> _Task instructions_
In this exercise, set down every entry that follows exactly as it appears.

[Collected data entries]
*** Block opens ***

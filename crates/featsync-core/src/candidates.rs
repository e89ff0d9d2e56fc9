use std::fs;
use std::path::{Path, PathBuf};
use std::time::SystemTime;

#[derive(Debug, Clone, PartialEq, Eq)]
pub struct Candidate {
    pub file: String,
    pub path: PathBuf,
    pub modified: SystemTime,
}

/// Markdown files directly under `notes_dir`, most recently modified first.
///
/// A missing directory yields an empty list. Entries with equal modification
/// times keep the order the directory listing returned them in.
pub fn list_candidates(notes_dir: &Path) -> std::io::Result<Vec<Candidate>> {
    if !notes_dir.is_dir() {
        return Ok(Vec::new());
    }
    let mut candidates = Vec::new();
    for entry in fs::read_dir(notes_dir)? {
        let entry = entry?;
        let Some(name) = entry.file_name().to_str().map(str::to_string) else {
            continue;
        };
        if !name.ends_with(".md") {
            continue;
        }
        // Follows symlinks; dangling links are skipped.
        let Ok(meta) = fs::metadata(entry.path()) else {
            continue;
        };
        if !meta.is_file() {
            continue;
        }
        candidates.push(Candidate {
            file: name,
            path: entry.path(),
            modified: meta.modified()?,
        });
    }
    candidates.sort_by(|a, b| b.modified.cmp(&a.modified));
    Ok(candidates)
}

*** Block closes ***

> _Solution to this problem_
filename crates/featsync-core/src/candidates.rs
repository e89ff0d9d2e56fc9
use std::fs;
use std::path::{Path, PathBuf};
use std::time::SystemTime;

#[derive(Debug, Clone, PartialEq, Eq)]
pub struct Candidate {
    pub file: String,
    pub path: PathBuf,
    pub modified: SystemTime,
}

/// Markdown files directly under `notes_dir`, most recently modified first.
///
/// A missing directory yields an empty list. Entries with equal modification
/// times keep the order the directory listing returned them in.
pub fn list_candidates(notes_dir: &Path) -> std::io::Result<Vec<Candidate>> {
    if !notes_dir.is_dir() {
        return Ok(Vec::new());
    }
    let mut candidates = Vec::new();
    for entry in fs::read_dir(notes_dir)? {
        let entry = entry?;
        let Some(name) = entry.file_name().to_str().map(str::to_string) else {
            continue;
        };
        if !name.ends_with(".md") {
            continue;
        }
        // Follows symlinks; dangling links are skipped.
        let Ok(meta) = fs::metadata(entry.path()) else {
            continue;
        };
        if !meta.is_file() {
            continue;
        }
        candidates.push(Candidate {
            file: name,
            path: entry.path(),
            modified: meta.modified()?,
        });
    }
    candidates.sort_by(|a, b| b.modified.cmp(&a.modified));
    Ok(candidates)
}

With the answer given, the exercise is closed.